Pemkab Pemalang Kejar Target 14 Persen, Petakan Percepatan Penurunan Stunting

ANTUSIAS: Bupati Pemalang Mansur Hidayat saat memberikan imunisasi campak lengkap kepada anak di Desa Banjardawa, Kecamatan Taman, pertengahan Februari lalu. (UFAN FAUDHIL/JOGLO JATENG)

PEMALANG, Joglo Jateng – Menuju target 14 persen kasus stunting 2024, Pemerintah Kabupaten (Pemkab) Pemalang inginkan pemetaan yang tepat dalam rangka percepatan penurunan. Hal tersebut ditekankan saat pelaksanaan Rembug Stunting Pemalang di Aula Bappeda Pemalang, Senin (25/3/24). Dengan harapan akan ada kerja sama seluruh stakeholder dalam penanganannya.

Bupati Pemalang Mansur Hidayat mengatakan, perencanaan penurunan kasus stunting harus benar-benar dibuat dengan matang dan perhitungan anggaran jelas. Ini jadi PR yang harus cepat diselesaikan, karena jika melihat angka di 2022 Pemalang masih berada di 19,8 persen menurut Survei Status Gizi Indonesia (SSGI), namun di 2023 belum diketahui secara resmi.

Selamat Idulfitri 2024

“Ini jadi konsen bersama, karena Pemalang masih belum mencapai target 14 persen hingga 2024. Jadi tim rembug stunting harus kroscek secara teliti evaluasi pelaksanaan di tahun sebelumnya. Terutama penggunaan anggaran agar diberikan secara optimal,” terangnya.

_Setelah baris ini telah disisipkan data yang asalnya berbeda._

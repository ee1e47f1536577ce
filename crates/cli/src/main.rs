//! Quarry CLI — the main entry point.
//!
//! Commands:
//! - `init`  — Write a config scaffold to ./quarry.toml
//! - `chat`  — Send a single message and print the outcome
//! - `serve` — Start the HTTP gateway

use clap::{Parser, Subcommand};
use quarry_core::message::SessionId;
use std::path::PathBuf;

#[derive(Parser)]
#[command(
    name = "quarry",
    about = "Quarry — a workspace chat assistant over Bitbucket and Confluence",
    version
)]
struct Cli {
    #[command(subcommand)]
    command: Commands,

    /// Enable verbose logging
    #[arg(short, long, global = true)]
    verbose: bool,

    /// Path to a config file (defaults to ./quarry.toml, then ~/.quarry/quarry.toml)
    #[arg(short, long, global = true)]
    config: Option<PathBuf>,
}

#[derive(Subcommand)]
enum Commands {
    /// Write a configuration scaffold to ./quarry.toml
    Init,

    /// Send a single message to the assistant
    Chat {
        /// The message to send
        #[arg(short, long)]
        message: String,

        /// Session key; reusing one continues the conversation
        #[arg(short, long)]
        session: Option<String>,
    },

    /// Start the HTTP gateway server
    Serve {
        /// Override the port
        #[arg(short, long)]
        port: Option<u16>,
    },
}

#[tokio::main]
async fn main() -> Result<(), Box<dyn std::error::Error>> {
    let cli = Cli::parse();

    let filter = if cli.verbose { "debug" } else { "info" };
    tracing_subscriber::fmt()
        .with_env_filter(
            tracing_subscriber::EnvFilter::try_from_default_env()
                .unwrap_or_else(|_| tracing_subscriber::EnvFilter::new(filter)),
        )
        .with_target(false)
        .init();

    match cli.command {
        Commands::Init => init(),
        Commands::Chat { message, session } => chat(cli.config, message, session).await,
        Commands::Serve { port } => serve(cli.config, port).await,
    }
}

fn load_config(
    path: Option<PathBuf>,
) -> Result<quarry_config::AppConfig, Box<dyn std::error::Error>> {
    let config = match path {
        Some(p) => quarry_config::AppConfig::load_from(&p)?,
        None => quarry_config::AppConfig::load()?,
    };
    Ok(config)
}

fn init() -> Result<(), Box<dyn std::error::Error>> {
    let target = PathBuf::from("quarry.toml");
    if target.exists() {
        eprintln!("quarry.toml already exists — not overwriting");
        return Ok(());
    }
    std::fs::write(&target, quarry_config::AppConfig::default_toml())?;
    println!("Wrote {}", target.display());
    println!("Fill in your workspace, repository, and credentials to get started.");
    Ok(())
}

async fn chat(
    config_path: Option<PathBuf>,
    message: String,
    session: Option<String>,
) -> Result<(), Box<dyn std::error::Error>> {
    let config = load_config(config_path)?;
    let state = quarry_gateway::build_state(&config)?;

    let session = session
        .map(|s| SessionId::from(&s))
        .unwrap_or_default();

    let outcome = state.agent.invoke(&message, &session).await;

    if outcome.success {
        println!("{}", outcome.output.unwrap_or_default());
        tracing::debug!(session_id = %outcome.session_id, "Turn completed");
    } else {
        eprintln!(
            "error: {}",
            outcome.error.unwrap_or_else(|| "unknown".into())
        );
        std::process::exit(1);
    }

    Ok(())
}

async fn serve(
    config_path: Option<PathBuf>,
    port: Option<u16>,
) -> Result<(), Box<dyn std::error::Error>> {
    let mut config = load_config(config_path)?;
    if let Some(port) = port {
        config.gateway.port = port;
    }

    quarry_gateway::start(config).await
}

Baca juga:  105 Lansia Terima Santunan

Pihaknya menuturkan, terdapat layanan cangkupan intervensi spesifik dan sensitif yang belum mencapai target. Di antaranya layanan intervensi spesifik pada remaja putri menerima layanan pemeriksaan status anemia ditargetkan 80 persen.

Kemudian, anak berusia di bawah lima tahun (balita) gizi buruk yang mendapat pelayanan tata laksana gizi buruk 81 peren. Lalu balita gizi kurang yang mendapat tambahan asupan gizi target 85 persen dan balita yang memperoleh imunisasi dasar lengkap 86 persen.

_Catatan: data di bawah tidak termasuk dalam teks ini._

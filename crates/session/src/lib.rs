//! Session store implementations for Quarry.
//!
//! The default (and only) backend keeps history in process memory: sessions
//! live exactly as long as the process, which is the contract the assistant
//! promises. The `SessionStore` trait in `quarry-core` is the seam where a
//! durable backend would plug in.

use async_trait::async_trait;
use quarry_core::error::SessionError;
use quarry_core::message::{Message, SessionId};
use quarry_core::session::SessionStore;
use std::collections::HashMap;
use tokio::sync::RwLock;

/// An in-memory session store.
///
/// One map entry per session key, created lazily on first access. The
/// map-level lock serializes mutation, so concurrent invokes against the
/// same session cannot interleave history writes; distinct sessions never
/// share state.
pub struct InMemorySessionStore {
    sessions: RwLock<HashMap<String, Vec<Message>>>,
}

impl InMemorySessionStore {
    pub fn new() -> Self {
        Self {
            sessions: RwLock::new(HashMap::new()),
        }
    }

    /// Number of live sessions (diagnostics only).
    pub async fn session_count(&self) -> usize {
        self.sessions.read().await.len()
    }
}

impl Default for InMemorySessionStore {
    fn default() -> Self {
        Self::new()
    }
}

#[async_trait]
impl SessionStore for InMemorySessionStore {
    fn name(&self) -> &str {
        "in_memory"
    }

    async fn history(
        &self,
        session: &SessionId,
    ) -> std::result::Result<Vec<Message>, SessionError> {
        let mut sessions = self.sessions.write().await;
        Ok(sessions.entry(session.0.clone()).or_default().clone())
    }

    async fn append(
        &self,
        session: &SessionId,
        message: Message,
    ) -> std::result::Result<(), SessionError> {
        let mut sessions = self.sessions.write().await;
        sessions.entry(session.0.clone()).or_default().push(message);
        Ok(())
    }

    async fn clear(&self, session: &SessionId) -> std::result::Result<(), SessionError> {
        let mut sessions = self.sessions.write().await;
        sessions.remove(&session.0);
        Ok(())
    }

    async fn trim(
        &self,
        session: &SessionId,
        max_len: usize,
    ) -> std::result::Result<(), SessionError> {
        let mut sessions = self.sessions.write().await;
        if let Some(history) = sessions.get_mut(&session.0) {
            if history.len() > max_len {
                let excess = history.len() - max_len;
                history.drain(..excess);
            }
        }
        Ok(())
    }
}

Lebih lanjut, Mansur menjelaskan penanganan stunting bukan hanya dilakukan agar tubuh anak terlihat sehat. Menurutnya harus berfokus pada perkembangan kecerdasan anak, sebab hal itulah yang menjadi permasalahan serius yang nantinya berdampak pada keunggulan generasi penerus. Maka, pihaknya mengajak seluruh stakeholder bergotong royong saling bersinergi dalam penanganan ini.

Baca juga:  Operasi PMKS di Sirandu: 5 Anak Jalanan dan 4 Pengamen Diamankan

“Dinas kesehatan harus memonitoring sedini mungkin, terutama dari remaja yang nantinya akan dewasa dan menikah agar mendapatkan pendidikan tentang stunting. Lanjut pendataan ibu hamil dan kelahiran bayi stunting harus secara detail terdata. Sehingga bisa langsung diberikan penanganan,” terangnya.(fan/sam)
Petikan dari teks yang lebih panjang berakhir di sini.